### Your instructions
Write only the count of lines that hold the word "sourceHash" in the listing.

### Source material
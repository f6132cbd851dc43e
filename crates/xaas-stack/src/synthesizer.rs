//! Resource synthesis: the store, then one backing resource per item.
//!
//! Names derive from the stack and the item key only, so re-running
//! against unchanged content declares identical names.

use serde_json::{Map, Value};
use xaas_common::constants;
use xaas_common::error::{Result, XaasError};
use xaas_common::types::ResourceName;
use xaas_content::{ContentItem, ContentKey, Payload};
use xaas_graph::{Declaration, Input, Output, ResourceHandle, ResourceKind};

use crate::context::BuildContext;
use crate::descriptor::{Backing, StackDescriptor};

const BUCKET_ID_PLACEHOLDER: &str = "{id}";

const PUBLIC_READ_POLICY: &str = r#"{
  "Version": "2012-10-17",
  "Statement": [
    {
      "Effect": "Allow",
      "Principal": "*",
      "Action": ["s3:GetObject"],
      "Resource": ["arn:aws:s3:::{id}/*"]
    }
  ]
}"#;

/// A declared store and the value functions use to address it.
#[derive(Debug, Clone)]
pub struct BackingStore {
    /// The table or bucket.
    pub handle: ResourceHandle,
    /// Physical name, resolved later.
    pub physical_name: Output,
}

/// Declares the store backing `stack`.
///
/// A table is declared alone. A bucket is followed by a permissive
/// public-access block and a public-read policy that depends on it.
///
/// # Errors
///
/// Returns [`XaasError::ResourceCreation`] if any declaration is rejected.
pub fn declare_store(ctx: &mut BuildContext<'_>, stack: &StackDescriptor) -> Result<BackingStore> {
    let handle = match &stack.backing {
        Backing::Table { hash_key, key_type } => {
            let name = stack.store_name(&ctx.config().acronym);
            ctx.declare(
                Declaration::new(ResourceKind::Table, name)
                    .arg(
                        "attributes",
                        vec![Input::map([("name", hash_key.as_str()), ("type", key_type.as_str())])],
                    )
                    .arg("hashKey", hash_key.as_str())
                    .arg("billingMode", "PROVISIONED")
                    .arg("readCapacity", constants::TABLE_CAPACITY)
                    .arg("writeCapacity", constants::TABLE_CAPACITY),
            )?
        }
        Backing::PublicBucket { label } => {
            let bucket_name = stack.store_name(&ctx.config().acronym);
            declare_public_bucket(ctx, label, bucket_name)?
        }
    };
    let physical_name = handle.attr(stack.backing.name_attribute());
    Ok(BackingStore {
        handle,
        physical_name,
    })
}

fn declare_public_bucket(
    ctx: &mut BuildContext<'_>,
    label: &str,
    bucket_name: ResourceName,
) -> Result<ResourceHandle> {
    let bucket = ctx.declare(Declaration::new(ResourceKind::Bucket, bucket_name.clone()))?;

    let access = ctx.declare(
        Declaration::new(
            ResourceKind::BucketPublicAccessBlock,
            bucket_name.child("publicaccess-allow"),
        )
        .arg("bucket", bucket.id())
        .arg("blockPublicAcls", false)
        .arg("blockPublicPolicy", false)
        .arg("ignorePublicAcls", false)
        .arg("restrictPublicBuckets", false),
    )?;

    let policy = Output::interpolate(PUBLIC_READ_POLICY, BUCKET_ID_PLACEHOLDER, &bucket.id());
    let policy_name = ctx.name(&[label, "policy"]);
    let _ = ctx.declare(
        Declaration::new(ResourceKind::BucketPolicy, policy_name)
            .arg("bucket", bucket.id())
            .arg("policy", policy)
            .depends_on([&access]),
    )?;
    Ok(bucket)
}

/// Declares one backing resource per item, in item order.
///
/// Zero items is not an error; it yields zero resources.
///
/// # Errors
///
/// Returns [`XaasError::Configuration`] if an item cannot be stored in
/// this kind of store, or [`XaasError::ResourceCreation`] if a
/// declaration is rejected.
pub fn synthesize(
    ctx: &mut BuildContext<'_>,
    stack: &StackDescriptor,
    store: &BackingStore,
    items: &[ContentItem],
) -> Result<Vec<ResourceHandle>> {
    let mut handles = Vec::with_capacity(items.len());
    for item in items {
        let declaration = match (&stack.backing, &item.key, &item.payload) {
            (Backing::Table { hash_key, key_type }, ContentKey::Index(i), Payload::Text(text)) => {
                Declaration::new(ResourceKind::TableItem, store.handle.name().child(i.to_string()))
                    .arg("tableName", store.physical_name.clone())
                    .arg("hashKey", store.handle.attr("hashKey"))
                    .arg("item", row_item(hash_key, key_type, *i, text)?)
            }
            (Backing::PublicBucket { .. }, ContentKey::File(file), Payload::File { path, digest }) => {
                Declaration::new(ResourceKind::BucketObject, store.handle.name().child(file))
                    .arg("bucket", store.handle.id())
                    .arg("key", format!("{}{file}", ctx.config().object_key_prefix))
                    .arg("source", path.display().to_string())
                    .arg("sourceHash", digest.as_hex())
                    .arg(
                        "tags",
                        Input::map(item.tags.iter().map(|(k, v)| (k.clone(), v.as_str()))),
                    )
            }
            _ => {
                return Err(XaasError::config(format!(
                    "stack \"{}\": item {} cannot be stored in a {}",
                    stack.name,
                    item.key,
                    stack.backing.store_kind()
                )));
            }
        };
        handles.push(ctx.declare(declaration)?);
    }

    if handles.is_empty() {
        tracing::warn!(stack = %stack.name, "no content items; store will be empty");
    } else {
        tracing::info!(
            stack = %stack.name,
            kind = %stack.backing.item_kind(),
            count = handles.len(),
            "backing resources synthesized"
        );
    }
    Ok(handles)
}

/// Encodes one text line as a row-store item:
/// `{"<hash key>": {"<type>": "<i>"}, "Text": {"S": "<line>"}}`.
fn row_item(hash_key: &str, key_type: &str, index: usize, text: &str) -> Result<String> {
    let mut key = Map::new();
    let _ = key.insert(key_type.to_string(), Value::String(index.to_string()));
    let mut row = Map::new();
    let _ = row.insert(hash_key.to_string(), Value::Object(key));
    let _ = row.insert("Text".to_string(), serde_json::json!({ "S": text }));
    Ok(serde_json::to_string(&Value::Object(row))?)
}

#[cfg(test)]
mod tests {
    use std::path::Path;

    use xaas_common::config::ProjectConfig;
    use xaas_common::types::Sha256Hash;
    use xaas_content::Tags;
    use xaas_graph::RecordingProvisioner;

    use super::*;
    use crate::descriptor::{facts_stack, images_stack, pats_stack};

    fn config() -> ProjectConfig {
        ProjectConfig::derive("cat", Path::new("/proj"))
    }

    fn file_item(name: &str, tags: &[(&str, &str)]) -> ContentItem {
        ContentItem {
            key: ContentKey::File(name.into()),
            payload: Payload::File {
                path: format!("/proj/assets/animals/cat/images/{name}").into(),
                digest: Sha256Hash::digest(name.as_bytes()),
            },
            tags: tags
                .iter()
                .map(|(k, v)| ((*k).to_string(), (*v).to_string()))
                .collect::<Tags>(),
        }
    }

    #[test]
    fn row_item_escapes_text() {
        let row = row_item("FactId", "N", 2, r#"Cats say "meow""#).expect("encode");
        let parsed: Value = serde_json::from_str(&row).expect("json");
        assert_eq!(parsed["FactId"]["N"], "2");
        assert_eq!(parsed["Text"]["S"], r#"Cats say "meow""#);
    }

    #[test]
    fn table_rows_follow_line_order() {
        let config = config();
        let mut p = RecordingProvisioner::new();
        let mut ctx = BuildContext::new(&config, &mut p);
        let stack = facts_stack();
        let store = declare_store(&mut ctx, &stack).expect("store");
        let items: Vec<_> = ["A", "B", "C"]
            .iter()
            .enumerate()
            .map(|(i, t)| ContentItem::line(i, *t))
            .collect();
        let rows = synthesize(&mut ctx, &stack, &store, &items).expect("rows");
        let names: Vec<_> = rows.iter().map(|h| h.name().as_str()).collect();
        assert_eq!(names, vec!["caas-ddb-facts-0", "caas-ddb-facts-1", "caas-ddb-facts-2"]);
        let bundle = ctx.into_bundle();
        assert_eq!(bundle.count(ResourceKind::Table), 1);
        assert_eq!(bundle.count(ResourceKind::TableItem), 3);
    }

    #[test]
    fn bucket_declares_access_block_and_policy() {
        let config = config();
        let mut p = RecordingProvisioner::new();
        let mut ctx = BuildContext::new(&config, &mut p);
        let store = declare_store(&mut ctx, &images_stack()).expect("store");
        assert_eq!(store.handle.name().as_str(), "caas-s3-assets");
        drop(ctx);

        let policy = p
            .of_kind(ResourceKind::BucketPolicy)
            .next()
            .expect("policy declared");
        assert_eq!(policy.name.as_str(), "caas-assets-policy");
        let access = p
            .of_kind(ResourceKind::BucketPublicAccessBlock)
            .next()
            .expect("access block");
        assert_eq!(access.name.as_str(), "caas-s3-assets-publicaccess-allow");
        assert!(p.graph().depends_on(&policy.urn(), &access.urn()));
        let document = p
            .resolve(policy.args["policy"].as_output().expect("lazy policy"))
            .expect("resolve");
        assert!(document.contains("arn:aws:s3:::caas-s3-assets_id/*"), "{document}");
    }

    #[test]
    fn objects_carry_key_tags_and_digest() {
        let config = config();
        let mut p = RecordingProvisioner::new();
        let mut ctx = BuildContext::new(&config, &mut p);
        let stack = images_stack();
        let store = declare_store(&mut ctx, &stack).expect("store");
        let items = vec![file_item("Tabby.JPG", &[("breed", "tabby")]), file_item("b.png", &[])];
        let objects = synthesize(&mut ctx, &stack, &store, &items).expect("objects");
        assert_eq!(objects[0].name().as_str(), "caas-s3-assets-tabby.jpg");
        drop(ctx);

        let first = p.get(objects[0].urn()).expect("declared");
        assert_eq!(
            first.args["key"].as_str(),
            Some("assets/animals/cat/images/Tabby.JPG")
        );
        assert_eq!(
            first.args["tags"].get("breed").and_then(Input::as_str),
            Some("tabby")
        );
        assert_eq!(
            first.args["sourceHash"].as_str(),
            Some(Sha256Hash::digest(b"Tabby.JPG").as_hex())
        );
        let second = p.get(objects[1].urn()).expect("declared");
        assert_eq!(second.args["tags"], Input::map(Vec::<(String, Input)>::new()));
    }

    #[test]
    fn empty_content_yields_no_resources() {
        let config = config();
        let mut p = RecordingProvisioner::new();
        let mut ctx = BuildContext::new(&config, &mut p);
        let stack = pats_stack();
        let store = declare_store(&mut ctx, &stack).expect("store");
        assert!(synthesize(&mut ctx, &stack, &store, &[]).expect("ok").is_empty());
        assert_eq!(store.handle.name().as_str(), "caas-ddb-pats");
    }

    #[test]
    fn mismatched_item_is_rejected() {
        let config = config();
        let mut p = RecordingProvisioner::new();
        let mut ctx = BuildContext::new(&config, &mut p);
        let stack = facts_stack();
        let store = declare_store(&mut ctx, &stack).expect("store");
        let err = synthesize(&mut ctx, &stack, &store, &[file_item("x.jpg", &[])])
            .expect_err("mismatch");
        assert!(matches!(err, XaasError::Configuration { .. }));
    }

    #[test]
    fn duplicate_sanitized_file_names_are_rejected() {
        let config = config();
        let mut p = RecordingProvisioner::new();
        let mut ctx = BuildContext::new(&config, &mut p);
        let stack = images_stack();
        let store = declare_store(&mut ctx, &stack).expect("store");
        let items = vec![file_item("a b.jpg", &[]), file_item("a_b.jpg", &[])];
        let err = synthesize(&mut ctx, &stack, &store, &items).expect_err("collision");
        assert!(matches!(err, XaasError::ResourceCreation { .. }));
    }
}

### Solution to this task
2